I limited SSH to my home office and VPN subnets. I avoided clever one-liners. Simple rules are easier to read and easier to audit.
I paired network rules with service-level access. SSH used keys and a specific user. Web admin panels were bound to local interfaces or a VPN only. I used TCP wrappers and service config where possible to add a second check beyond the firewall.
I tested from allowed and blocked networks. I used nc and nmap to confirm ports were closed from the internet and open from allowed hosts. I ran sudo nft list ruleset after changes to check the rules were actually there.
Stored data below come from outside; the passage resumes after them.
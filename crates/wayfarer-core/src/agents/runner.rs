//! Agent turn execution
//!
//! One turn is a bounded tool-calling loop: the model either answers in text
//! or asks for tools, whose results are fed back as tool messages. Tool
//! failures are handed to the model as `{"error": true, "message": ..}` and
//! never abort the turn. After `max_tool_rounds` rounds of tool calls the
//! model is asked once more with tools disabled.

use super::agent::Agent;
use crate::error::Result;
use std::collections::HashMap;
use std::sync::Arc;
use std::time::Instant;
use tracing::{debug, info, instrument, warn};
use wayfarer_llm::{LlmProvider, Message, ToolCall, ToolChoice, TurnRequest};
use wayfarer_tools::error_payload;

/// Tool-call rounds per agent turn
pub const DEFAULT_MAX_TOOL_ROUNDS: usize = 8;

const DEFAULT_MAX_TOKENS: u32 = 8192;

/// Runs agents against an LLM provider
pub struct AgentRunner {
    provider: Arc<dyn LlmProvider>,
    model: String,
    max_tool_rounds: usize,
    max_tokens: u32,
    temperature: Option<f32>,
}

impl AgentRunner {
    /// Runner using the provider's default model
    #[must_use]
    pub fn new(provider: Arc<dyn LlmProvider>) -> Self {
        Self {
            provider,
            model: String::new(),
            max_tool_rounds: DEFAULT_MAX_TOOL_ROUNDS,
            max_tokens: DEFAULT_MAX_TOKENS,
            temperature: None,
        }
    }

    /// Use a specific model
    #[must_use]
    pub fn with_model(mut self, model: impl Into<String>) -> Self {
        self.model = model.into();
        self
    }

    /// Limit tool-call rounds per turn
    #[must_use]
    pub fn with_max_tool_rounds(mut self, rounds: usize) -> Self {
        self.max_tool_rounds = rounds;
        self
    }

    /// Limit output tokens per model turn
    #[must_use]
    pub fn with_max_tokens(mut self, max_tokens: u32) -> Self {
        self.max_tokens = max_tokens;
        self
    }

    /// Temperature for agents that do not set their own
    #[must_use]
    pub fn with_default_temperature(mut self, temperature: Option<f32>) -> Self {
        self.temperature = temperature;
        self
    }

    /// Run one turn of `agent` on `input` and return its final text
    #[instrument(skip_all, fields(agent = %agent.name))]
    pub async fn run(
        &self,
        agent: &Agent,
        history: &[Message],
        input: &str,
        state: &HashMap<String, String>,
    ) -> Result<String> {
        let model = self.provider.resolve_model(&self.model).to_string();
        let definitions: Vec<_> = agent
            .tools
            .iter()
            .map(|t| t.definition().to_llm())
            .collect();

        let mut messages = Vec::with_capacity(history.len() + 2);
        messages.push(Message::system(agent.render_instruction(state)));
        messages.extend_from_slice(history);
        messages.push(Message::user(input));

        let mut round = 0;
        loop {
            let last_round = round >= self.max_tool_rounds;
            let choice = if last_round {
                ToolChoice::None
            } else {
                ToolChoice::Auto
            };
            let request = TurnRequest::new(&model, messages.clone())
                .with_tools(definitions.clone())
                .with_tool_choice(choice)
                .with_max_tokens(self.max_tokens)
                .with_temperature(agent.temperature.or(self.temperature));

            let response = self.provider.complete_turn(request).await?;

            if !response.has_tool_calls() || last_round {
                if response.has_tool_calls() {
                    warn!(rounds = round, "Tool round limit reached, ignoring further calls");
                }
                debug!(rounds = round, "Agent turn finished");
                return Ok(response.content.unwrap_or_default());
            }

            messages.push(Message::assistant_with_tool_calls(
                response.content.unwrap_or_default(),
                response.tool_calls.clone(),
            ));
            for call in &response.tool_calls {
                let payload = self.call_tool(agent, call).await;
                messages.push(Message::tool_response(&call.id, &call.name, payload.to_string()));
            }
            round += 1;
        }
    }

    async fn call_tool(&self, agent: &Agent, call: &ToolCall) -> serde_json::Value {
        let Some(tool) = agent.tool(&call.name) else {
            warn!(tool = %call.name, "Model asked for an unknown tool");
            return error_payload(&format!("unknown tool: {}", call.name));
        };

        let input = call.arguments_value();
        if let Err(e) = tool.validate_input(&input) {
            return error_payload(&e.to_string());
        }

        let start = Instant::now();
        match tool.execute(input).await {
            Ok(result) => {
                info!(
                    tool = %call.name,
                    success = result.success,
                    duration_ms = start.elapsed().as_millis() as u64,
                    "Tool executed"
                );
                result.into_payload()
            }
            Err(e) => {
                warn!(tool = %call.name, error = %e, "Tool failed");
                error_payload(&e.to_string())
            }
        }
    }
}

impl std::fmt::Debug for AgentRunner {
    fn fmt(&self, f: &mut std::fmt::Formatter<'_>) -> std::fmt::Result {
        f.debug_struct("AgentRunner")
            .field("provider", &self.provider.name())
            .field("model", &self.model)
            .field("max_tool_rounds", &self.max_tool_rounds)
            .finish()
    }
}
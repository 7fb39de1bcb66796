//! Message types for LLM conversations

use crate::tools::ToolCall;
use serde::{Deserialize, Serialize};

/// Role in a conversation message
#[derive(Debug, Clone, Copy, PartialEq, Eq, Hash, Serialize, Deserialize)]
#[serde(rename_all = "lowercase")]
pub enum MessageRole {
    /// System message (instructions)
    System,
    /// User message
    User,
    /// Assistant message
    Assistant,
    /// Tool response
    Tool,
}

impl MessageRole {
    /// Returns the string representation
    #[must_use]
    pub fn as_str(&self) -> &'static str {
        match self {
            Self::System => "system",
            Self::User => "user",
            Self::Assistant => "assistant",
            Self::Tool => "tool",
        }
    }
}

/// A message in a conversation
#[derive(Debug, Clone, PartialEq, Serialize, Deserialize)]
pub struct Message {
    /// Role of the message sender
    pub role: MessageRole,
    /// Message content
    pub content: String,
    /// Tool call ID (for tool responses)
    #[serde(skip_serializing_if = "Option::is_none")]
    pub tool_call_id: Option<String>,
    /// Tool name (for tool responses)
    #[serde(skip_serializing_if = "Option::is_none")]
    pub name: Option<String>,
    /// Function calls requested by the assistant in this turn
    #[serde(default, skip_serializing_if = "Vec::is_empty")]
    pub tool_calls: Vec<ToolCall>,
}

impl Message {
    fn with_role(role: MessageRole, content: impl Into<String>) -> Self {
        Self {
            role,
            content: content.into(),
            tool_call_id: None,
            name: None,
            tool_calls: Vec::new(),
        }
    }

    /// Create a system message
    #[must_use]
    pub fn system(content: impl Into<String>) -> Self {
        Self::with_role(MessageRole::System, content)
    }

    /// Create a user message
    #[must_use]
    pub fn user(content: impl Into<String>) -> Self {
        Self::with_role(MessageRole::User, content)
    }

    /// Create an assistant message
    #[must_use]
    pub fn assistant(content: impl Into<String>) -> Self {
        Self::with_role(MessageRole::Assistant, content)
    }

    /// Create an assistant message that requests tool calls
    #[must_use]
    pub fn assistant_with_tool_calls(content: impl Into<String>, tool_calls: Vec<ToolCall>) -> Self {
        Self {
            tool_calls,
            ..Self::with_role(MessageRole::Assistant, content)
        }
    }

    /// Create a tool response message
    #[must_use]
    pub fn tool_response(
        tool_call_id: impl Into<String>,
        name: impl Into<String>,
        content: impl Into<String>,
    ) -> Self {
        Self {
            tool_call_id: Some(tool_call_id.into()),
            name: Some(name.into()),
            ..Self::with_role(MessageRole::Tool, content)
        }
    }
}

#[cfg(test)]
mod tests {
    use super::*;

    #[test]
    fn test_message_creation() {
        let system = Message::system("You are a travel concierge");
        assert_eq!(system.role, MessageRole::System);

        let user = Message::user("Plan a trip to Goa");
        assert_eq!(user.role, MessageRole::User);

        let tool = Message::tool_response("call_123", "search_flights", r#"{"data": []}"#);
        assert_eq!(tool.role, MessageRole::Tool);
        assert_eq!(tool.tool_call_id.as_deref(), Some("call_123"));
        assert_eq!(tool.name.as_deref(), Some("search_flights"));
    }

    #[test]
    fn test_assistant_tool_calls_serialization() {
        let plain = serde_json::to_value(Message::assistant("hi")).unwrap();
        assert!(plain.get("tool_calls").is_none());

        let call = ToolCall {
            id: "c1".into(),
            name: "get_weather_forecast".into(),
            arguments: r#"{"location":"Goa"}"#.into(),
        };
        let with_calls = Message::assistant_with_tool_calls("", vec![call]);
        let json = serde_json::to_value(&with_calls).unwrap();
        assert_eq!(json["tool_calls"][0]["name"], "get_weather_forecast");
    }

    #[test]
    fn test_message_role_as_str() {
        assert_eq!(MessageRole::System.as_str(), "system");
        assert_eq!(MessageRole::Tool.as_str(), "tool");
    }
}
//! Agent-backed engine

use super::agent::Agent;
use super::conversation::ConversationStore;
use super::runner::{AgentRunner, DEFAULT_MAX_TOOL_ROUNDS};
use super::tree::{build_agent_tree, AgentTree, CRITIQUE_FEEDBACK_KEY, GENERATED_RESPONSE_KEY};
use crate::engine::{ExecutionEngine, FragmentStream};
use crate::error::Result;
use crate::refinement::{
    ResponseCritic, ResponseGenerator, ResponseReviser, DEFAULT_COMPLETION_PHRASE,
};
use futures::stream::{self, StreamExt};
use serde::{Deserialize, Serialize};
use std::sync::Arc;
use tracing::{debug, info, instrument};
use wayfarer_llm::{LlmProvider, Message};
use wayfarer_tools::ToolRegistry;

/// Agent engine settings
#[derive(Debug, Clone, Serialize, Deserialize)]
#[serde(default)]
pub struct AgentEngineConfig {
    /// Model name; empty means the provider default
    pub model: String,
    /// Sampling temperature for agents without their own
    pub temperature: Option<f32>,
    /// Output token limit per completion
    pub max_tokens: u32,
    /// Tool-call rounds per agent turn
    pub max_tool_rounds: usize,
    /// Phrase the critic is told to answer with when satisfied
    pub completion_phrase: String,
}

impl Default for AgentEngineConfig {
    fn default() -> Self {
        Self {
            model: String::new(),
            temperature: None,
            max_tokens: 8192,
            max_tool_rounds: DEFAULT_MAX_TOOL_ROUNDS,
            completion_phrase: DEFAULT_COMPLETION_PHRASE.to_string(),
        }
    }
}

struct EngineInner {
    runner: Arc<AgentRunner>,
    agents: AgentTree,
    conversations: ConversationStore,
}

/// Execution engine running the travel agent tree on an LLM provider
#[derive(Clone)]
pub struct AgentEngine {
    inner: Arc<EngineInner>,
}

impl AgentEngine {
    /// Build the agent tree over `provider` and the tools in `registry`
    #[must_use]
    pub fn new(
        provider: Arc<dyn LlmProvider>,
        registry: &ToolRegistry,
        config: AgentEngineConfig,
    ) -> Self {
        let runner = Arc::new(
            AgentRunner::new(provider)
                .with_model(config.model)
                .with_max_tokens(config.max_tokens)
                .with_max_tool_rounds(config.max_tool_rounds)
                .with_default_temperature(config.temperature),
        );
        let agents = build_agent_tree(&runner, registry, &config.completion_phrase);

        Self {
            inner: Arc::new(EngineInner {
                runner,
                agents,
                conversations: ConversationStore::new(),
            }),
        }
    }

    /// Conversation store
    #[must_use]
    pub fn conversations(&self) -> &ConversationStore {
        &self.inner.conversations
    }
}

impl EngineInner {
    /// Run `agent` inside a conversation and store its output under its key
    async fn run_agent(&self, agent: &Agent, conversation_id: &str, input: &str) -> Result<String> {
        let conversation = self.conversations.snapshot(conversation_id).await?;
        let text = self
            .runner
            .run(agent, &conversation.history, input, &conversation.state)
            .await?;
        if let Some(key) = &agent.output_key {
            self.conversations
                .set_state(conversation_id, key, text.as_str())
                .await?;
        }
        Ok(text)
    }

    async fn answer(&self, conversation_id: &str, message: &str) -> Result<String> {
        let text = self
            .run_agent(&self.agents.orchestrator, conversation_id, message)
            .await?;
        self.conversations
            .append(
                conversation_id,
                [Message::user(message), Message::assistant(text.as_str())],
            )
            .await?;
        Ok(text)
    }
}

#[async_trait::async_trait]
impl ExecutionEngine for AgentEngine {
    async fn create_conversation(&self, principal_id: &str) -> Result<String> {
        let id = self.inner.conversations.create(principal_id).await;
        debug!(principal_id, conversation_id = %id, "Conversation opened");
        Ok(id)
    }

    fn send_stream(
        &self,
        principal_id: &str,
        conversation_id: &str,
        message: &str,
    ) -> FragmentStream {
        let inner = self.inner.clone();
        let principal_id = principal_id.to_string();
        let conversation_id = conversation_id.to_string();
        let message = message.to_string();

        stream::once(async move {
            match inner
                .conversations
                .snapshot_owned(&principal_id, &conversation_id)
                .await
            {
                Ok(_) => inner.answer(&conversation_id, &message).await,
                Err(e) => Err(e),
            }
        })
        .boxed()
    }
}

#[async_trait::async_trait]
impl ResponseGenerator for AgentEngine {
    #[instrument(skip(self, query))]
    async fn generate(&self, query: &str, conversation_id: &str) -> Result<String> {
        self.inner.answer(conversation_id, query).await
    }
}

#[async_trait::async_trait]
impl ResponseCritic for AgentEngine {
    #[instrument(skip(self, query, response))]
    async fn critique(&self, conversation_id: &str, query: &str, response: &str) -> Result<String> {
        self.inner
            .conversations
            .set_state(conversation_id, GENERATED_RESPONSE_KEY, response)
            .await?;
        self.inner
            .run_agent(&self.inner.agents.critic, conversation_id, query)
            .await
    }
}

#[async_trait::async_trait]
impl ResponseReviser for AgentEngine {
    #[instrument(skip(self, query, response, points), fields(points = points.len()))]
    async fn revise(
        &self,
        conversation_id: &str,
        query: &str,
        response: &str,
        points: &[String],
    ) -> Result<String> {
        let conversations = &self.inner.conversations;
        let feedback = points
            .iter()
            .enumerate()
            .map(|(i, point)| format!("{}. {point}", i + 1))
            .collect::<Vec<_>>()
            .join("\n");
        conversations
            .set_state(conversation_id, GENERATED_RESPONSE_KEY, response)
            .await?;
        conversations
            .set_state(conversation_id, CRITIQUE_FEEDBACK_KEY, feedback)
            .await?;

        let revised = self
            .inner
            .run_agent(&self.inner.agents.refiner, conversation_id, query)
            .await?;
        conversations
            .replace_last_assistant(conversation_id, &revised)
            .await?;
        info!(conversation_id, "Draft revised");
        Ok(revised)
    }
}

impl std::fmt::Debug for AgentEngine {
    fn fmt(&self, f: &mut std::fmt::Formatter<'_>) -> std::fmt::Result {
        f.debug_struct("AgentEngine")
            .field("runner", &self.inner.runner)
            .finish()
    }
}
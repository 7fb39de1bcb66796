//! Server initialization and run loop

use super::config::AppConfig;
use crate::api::{self, AppState};
use anyhow::{Context, Result};
use std::net::SocketAddr;
use std::sync::Arc;
use tower_http::cors::CorsLayer;
use tower_http::trace::TraceLayer;
use tracing::{info, warn};
use wayfarer_core::{AgentEngine, Concierge};
use wayfarer_llm::{GeminiConfig, GeminiProvider, LlmProvider};
use wayfarer_tools::{register_builtins, ToolRegistry, TravelSettings};

/// Assemble the Gemini-backed concierge from configuration and environment
pub fn build_concierge(config: &AppConfig) -> Result<Arc<Concierge>> {
    let gemini = GeminiConfig::from_env()
        .context("Gemini is not configured, set GEMINI_API_KEY or GOOGLE_API_KEY")?;
    let provider: Arc<dyn LlmProvider> =
        Arc::new(GeminiProvider::new(gemini).context("Failed to create Gemini provider")?);
    info!(
        provider = provider.name(),
        model = provider.resolve_model(&config.llm.model),
        "LLM provider ready"
    );

    let mut registry = ToolRegistry::new();
    register_builtins(&mut registry, &TravelSettings::from_env())
        .context("Failed to register travel tools")?;
    info!(tools = registry.len(), "Travel tools registered");

    let engine = Arc::new(AgentEngine::new(
        provider,
        &registry,
        config.agent_engine_config(),
    ));
    let concierge = Concierge::from_engine(engine, config.concierge_config())
        .context("Invalid concierge configuration")?;
    Ok(Arc::new(concierge))
}

/// Run the server
pub async fn run(config: AppConfig) -> Result<()> {
    let concierge = build_concierge(&config)?;
    let state = AppState::new(concierge, &config.server.app_name);

    let app = api::router(state).layer(TraceLayer::new_for_http());
    let app = if config.server.cors_permissive {
        app.layer(CorsLayer::permissive())
    } else {
        app
    };

    let addr: SocketAddr = format!("{}:{}", config.server.host, config.server.port)
        .parse()
        .context("Invalid server address")?;

    let listener = tokio::net::TcpListener::bind(addr)
        .await
        .context("Failed to bind to address")?;
    info!("HTTP server listening on http://{}", addr);

    axum::serve(listener, app)
        .with_graceful_shutdown(shutdown_signal())
        .await
        .context("HTTP server error")?;

    info!("Wayfarer shutdown complete");
    Ok(())
}

async fn shutdown_signal() {
    let ctrl_c = async {
        if let Err(e) = tokio::signal::ctrl_c().await {
            warn!(error = %e, "Failed to install Ctrl+C handler");
            std::future::pending::<()>().await;
        }
    };

    #[cfg(unix)]
    let terminate = async {
        match tokio::signal::unix::signal(tokio::signal::unix::SignalKind::terminate()) {
            Ok(mut signal) => {
                signal.recv().await;
            }
            Err(e) => {
                warn!(error = %e, "Failed to install SIGTERM handler");
                std::future::pending::<()>().await;
            }
        }
    };

    #[cfg(not(unix))]
    let terminate = std::future::pending::<()>();

    tokio::select! {
        _ = ctrl_c => {
            info!("Received Ctrl+C signal");
        }
        _ = terminate => {
            info!("Received SIGTERM signal");
        }
    }
}
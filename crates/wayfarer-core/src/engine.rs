//! Engine seam
//!
//! The conversational runtime behind the concierge. Anything that can open
//! a conversation for a principal and answer messages in it can drive the
//! session mapper and the refinement loop.

use crate::error::Result;
use futures::stream::BoxStream;
use futures::TryStreamExt;

/// Fragments of one engine reply, in order
pub type FragmentStream = BoxStream<'static, Result<String>>;

/// Conversational runtime with per-principal conversations
#[async_trait::async_trait]
pub trait ExecutionEngine: Send + Sync {
    /// Open a new conversation owned by `principal_id` and return its id
    async fn create_conversation(&self, principal_id: &str) -> Result<String>;

    /// Send a message and stream the reply fragments
    fn send_stream(
        &self,
        principal_id: &str,
        conversation_id: &str,
        message: &str,
    ) -> FragmentStream;

    /// Send a message and collect every reply fragment
    async fn send(
        &self,
        principal_id: &str,
        conversation_id: &str,
        message: &str,
    ) -> Result<Vec<String>> {
        self.send_stream(principal_id, conversation_id, message)
            .try_collect()
            .await
    }
}
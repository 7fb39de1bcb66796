//! Configuration loading
//!
//! Embedded defaults, then optional files, then environment variables.

use super::config::AppConfig;
use anyhow::{Context, Result};
use config::{Config, Environment, File, FileFormat};

/// Embedded default configuration (compiled into binary)
pub const DEFAULT_CONFIG: &str = include_str!("../../config/default.toml");

/// Load configuration from files and environment
pub fn load_config() -> Result<AppConfig> {
    let config = Config::builder()
        .add_source(File::from_str(DEFAULT_CONFIG, FileFormat::Toml))
        .add_source(File::with_name("config/default").required(false))
        .add_source(
            File::with_name(&format!(
                "config/{}",
                std::env::var("WAYFARER_ENV").unwrap_or_else(|_| "development".to_string())
            ))
            .required(false),
        )
        .add_source(File::with_name("config/local").required(false))
        // WAYFARER_REFINEMENT__MAX_ITERATIONS: one `_` after the prefix, `__` between keys
        .add_source(
            Environment::with_prefix("WAYFARER")
                .prefix_separator("_")
                .separator("__")
                .try_parsing(true),
        )
        .build()
        .context("Failed to build configuration")?;

    let config: AppConfig = config
        .try_deserialize()
        .context("Failed to deserialize configuration")?;
    config.validate()?;
    Ok(config)
}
If a rule did not behave as expected I rolled back at once and adjusted it.
Every change went into a small changelog: date, file, command used, reason and verification step. I kept it in the server’s repo and kept a local copy too. That made it easy to see why a rule existed and who added it.
Validation checks
I verified rules with command checks and live tests. Commands included sudo nft list ruleset, sudo iptables -L -n -v where relevant, and sudo ufw status numbered if I was using UFW. I tested both permitted and denied paths and wrote down the results. Verification is how you avoid locking yourself out by mistake.
I ran low-effort scans from an external host: nmap for port discovery and basic version checks. I kept the intensity down so it would not trip provider abuse policies. For a deeper look I used an internal Kali VM to mimic lateral movement. The point was to check that blocked paths stayed blocked.
I reviewed auth logs, firewall logs and web server logs for failed attempts and odd patterns. I added short-term rules to block noisy offenders and then decided whether to keep them. The logs showed brute force attempts and random scans within hours, which backed up the case for a strict default policy.
Monitoring and alerts
I set up simple alerts for spikes in dropped packets and repeated failed logins. I used a lightweight stack: a local log forwarder and a remote collector that notifies me by email or chat webhook. Alerts show me when the rules are working and when they need a look.
I scheduled weekly checks and an automatic daily summary of the previous 24 hours. The summary included top blocked IPs and unusual destination ports. Regular review catches drift before it turns into a mess.
I treated rule updates like code changes. I tested them on a staging host, ran the verification steps, and committed them with the changelog entry. When a service needed a new port I added a limited rule and watched for abuse. Rules are not set-and-forget.
Rollback considerations
Creating backup configurations
Before any change I saved the active ruleset to a file.
For nftables:
sudo nft list ruleset > /root/nftables-backup-YYYYMMDD.confFor UFW I exported the rules. Backups are the fastest way back when a change breaks services.
I rehearsed the revert: load the backup with
sudo nft -f /root/nftables-backup-YYYYMMDD.confor restore UFW from its backup. I kept an out-of-band access method, such as a serial console or provider console, in case I locked myself out. Revert steps were part of the changelog entry.
I stored rollback steps alongside the change notes. Each entry included the expected impact and a contact if escalation was needed. That cuts stress and shortens recovery time.
References to standards
I followed the usual principles: default deny, least privilege, defence in depth and logging. Those principles guide choices without forcing one toolset. They are practical for a Linux admin managing a single server.
I mapped the firewall posture to the server’s compliance needs. For personal homelabs this is overkill. For production systems I made sure logging and retention matched the relevant standard. The firewall was one control among several.
I keep a small shelf of practical guides. Read the nftables and iptables manuals. Follow distro security notes. Community threads are also useful when you want straight answers and real fixes.
If you need to harden a server, start with a clear threat model, then apply rules that match it.